Op 6 maart 2019 zou [eiser 2] met [gedaagde 2] en [gedaagde 3] een samenwerkingsovereenkomst zijn aangegaan, waarin onder meer het volgende is opgenomen:
2. Grond en weegbrug
[gedaagde 2] koopt de grond aan de St Olafstraat aan en verkoopt en levert deze – tegen dezelfde prijs en voorwaarden – op dezelfde dag door aan [eiser 2] . [eiser 2] zal de koopprijs voor de grond betalen en zal in een weegbrug investeren. Ook zal [eiser 2] eventueel de daarvoor benodigde sanering van de afgegraven grond voor zijn rekening nemen.
2.9.
Bij brief van 15 maart 2019 heeft de vof in verband met de kosten van sanering van de bodemverontreiniging ter plaatse van het perceel aan de executeur een tegenbod van
€ 1,00 gedaan, waarbij de vof aan de heer mr. [B] een volmacht heeft verleend om namens de vennoten “
op te treden bij de uitoefening van het optierecht als genoemd in de huurovereenkomst (…)”.
2.10.
Bij e-mail van 9 april 2019 heeft de executeur dit tegenbod van de vof afgewezen.
2.11.
Bij e-mail van 24 april 2019 heeft de executeur de vof verzocht een nieuw voorstel te doen.
2.12.
Bij beschikking van 24 maart 2021 heeft de voorzieningenrechter van deze rechtbank Johobro c.s. verlof verleend tot het leggen van conservatoir beslag tot levering ten laste van [A] op het perceel. Op 26 maart 2021 heeft Johobro c.s. dit beslag aan [gedaagde 2] c.s. laten betekenen.
2.13.
Op 26 maart 2021 heeft een gesprek plaatsgevonden tussen enerzijds [gedaagde 2] en zijn adviseur, de heer [C] , en anderzijds [eiser 2] en [B] . Van dit gesprek heeft [B] een kort verslag gemaakt, dat hij op dezelfde dag aan [C] heeft gemaild:
(…).
Waar ik blij mee was dat ze zich wel herinnerden dat het destijds allemaal begon omdat [gedaagde 2] er “tussen is geschoven” omdat [eiser 2] ’s bod was afgewezen door de rechter, nadat [D] het bod had geaccepteerd.
(…).
Voor de goede orde leg ik even vast wat er volgens mij besproken is:
1. Uiteindelijk verkrijgt [eiser 2] de grond waartegenover [eiser 2] ca 61.000 plus nadere kosten van [D] zal betalen. Dit zal in overleg met [D] verdeeld worden over grond en huur plus kosten. Oftewel [eiser 2] zorgt voor een bedrag van 71.000 zodat [D] de boedel zonder schulden kan afsluiten.

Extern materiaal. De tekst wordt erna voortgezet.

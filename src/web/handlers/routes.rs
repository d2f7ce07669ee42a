//! Route pages.

use crate::{
    core::route,
    errors::Result,
    web::{AppState, render::Rendered, session::CurrentUser},
};
use axum::{
    Form,
    extract::{Path, State},
    response::Redirect,
};
use serde::Deserialize;
use serde_json::{Value, json};

/// Add and edit form.
#[derive(Debug, Deserialize)]
pub struct RouteForm {
    /// Where trips start
    pub start_point: String,
    /// Where trips end
    pub end_point: String,
}

/// Route listing.
pub async fn list(
    State(state): State<AppState>,
    CurrentUser(session): CurrentUser,
) -> Result<Rendered> {
    let routes: Vec<Value> = route::list_routes(&state.db)
        .await?
        .into_iter()
        .map(|r| json!({ "name": r.name(), "route": r }))
        .collect();
    state.render(
        "routes",
        json!({
            "title": "Routes",
            "username": session.username,
            "role": session.role,
            "routes": routes,
        }),
    )
}

/// Adds a route.
pub async fn create(
    State(state): State<AppState>,
    _user: CurrentUser,
    Form(form): Form<RouteForm>,
) -> Result<Redirect> {
    route::add_route(&state.db, &form.start_point, &form.end_point).await?;
    Ok(Redirect::to("/routes"))
}

/// Edit page of one route.
pub async fn show(
    State(state): State<AppState>,
    CurrentUser(session): CurrentUser,
    Path(id): Path<i64>,
) -> Result<Rendered> {
    let found = route::get_route(&state.db, id).await?;
    state.render(
        "route_edit",
        json!({
            "title": "Edit route",
            "username": session.username,
            "role": session.role,
            "route": found,
        }),
    )
}

/// Saves the edit form.
pub async fn update(
    State(state): State<AppState>,
    _user: CurrentUser,
    Path(id): Path<i64>,
    Form(form): Form<RouteForm>,
) -> Result<Redirect> {
    route::update_route(&state.db, id, &form.start_point, &form.end_point).await?;
    Ok(Redirect::to("/routes"))
}

/// Refused with 409 while any trip references the route.
pub async fn delete(
    State(state): State<AppState>,
    _user: CurrentUser,
    Path(id): Path<i64>,
) -> Result<Redirect> {
    route::delete_route(&state.db, id).await?;
    Ok(Redirect::to("/routes"))
}
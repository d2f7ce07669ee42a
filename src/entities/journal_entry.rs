//! Journal entry entity - One trip of one car along one route.
//!
//! An entry is created with a departure time (`time_out`) only and is "open"
//! until the arrival time (`time_in`) is recorded. Both columns hold naive
//! local timestamps, the same way the dispatch form submits them.

use sea_orm::entity::prelude::*;
use serde::{Deserialize, Serialize};

/// Journal entry database model
#[derive(Clone, Debug, PartialEq, Eq, DeriveEntityModel, Serialize, Deserialize)]
#[sea_orm(table_name = "journal_entries")]
pub struct Model {
    /// Unique identifier for the entry
    #[sea_orm(primary_key)]
    pub id: i64,
    /// Car that made the trip
    pub car_id: i64,
    /// Route the car was dispatched on
    pub route_id: i64,
    /// Departure time
    pub time_out: DateTime,
    /// Arrival time, `None` while the trip is in progress
    pub time_in: Option<DateTime>,
}

/// Lifecycle state of a trip.
#[derive(Copy, Clone, Debug, PartialEq, Eq, Serialize)]
#[serde(rename_all = "snake_case")]
pub enum TripStatus {
    /// Departed, arrival not recorded yet
    Open,
    /// Arrival recorded
    Closed,
}

impl Model {
    /// Reports whether the trip is still in progress.
    #[must_use]
    pub const fn status(&self) -> TripStatus {
        if self.time_in.is_some() {
            TripStatus::Closed
        } else {
            TripStatus::Open
        }
    }
}

/// Defines relationships between JournalEntry and other entities
#[derive(Copy, Clone, Debug, EnumIter, DeriveRelation)]
pub enum Relation {
    /// Each entry belongs to one car
    #[sea_orm(
        belongs_to = "super::car::Entity",
        from = "Column::CarId",
        to = "super::car::Column::Id"
    )]
    Car,
    /// Each entry belongs to one route
    #[sea_orm(
        belongs_to = "super::route::Entity",
        from = "Column::RouteId",
        to = "super::route::Column::Id"
    )]
    Route,
}

impl Related<super::car::Entity> for Entity {
    fn to() -> RelationDef {
        Relation::Car.def()
    }
}

impl Related<super::route::Entity> for Entity {
    fn to() -> RelationDef {
        Relation::Route.def()
    }
}

impl ActiveModelBehavior for ActiveModel {}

2. [eiser 2] wil wel doorwerken met [gedaagde 2] , maar accepteert [gedaagde 3] op dit moment niet. Er moet een oplossing worden gezocht voor de administratie van [gedaagde 2] .
3. [gedaagde 2] zal door kunnen werken zolang hij wil met gebruikmaking van zijn eigen spullen en die van [eiser 2] zonder dat daar een vergoeding tegenover zal staan.
4. [gedaagde 2] zal geen huur hoeven te betalen. Indien er huur wordt berekend zal deze huur weer op een andere wijze in dezelfde periode terugvloeien aan [gedaagde 2] .
5. [eiser 2] betaalt de achterstallige huur maar heeft daarbij bedongen dat de vrachtwagen, shovel, heftrucks en containerbakken zodra [gedaagde 2] stopt om niet eigendom zullen zijn van [eiser 2] (uiteraard zal ook bij tussentijdse verkoop daarvan de opbrengst aan [eiser 2] toevallen. Voor de overige goederen heeft [eiser 2] geen interesse.
6. Uiteraard zal aan [gedaagde 2] geen bedrag in rekening worden gebracht voor “kosten inzake aankoop grond” en “gebruik van vrachtwagen heftruck etc.
7. Er zal een nabetalingsregeling komen waarbij [gedaagde 2] de komende vijf jaar van een eventuele verkoopopbrengst boven de € 350.000 het eerste jaar 25% ontvangt, het tweede jaar 20, het derde 15, het vierde 10 en het vijfde 5. [eiser 2] wil geen langere periode maar is wel bereid in de percentages gedurende die vijf jaar te schuiven. Zelfs het voorbeeld van 50% gedurende vijf jaar is genoemd.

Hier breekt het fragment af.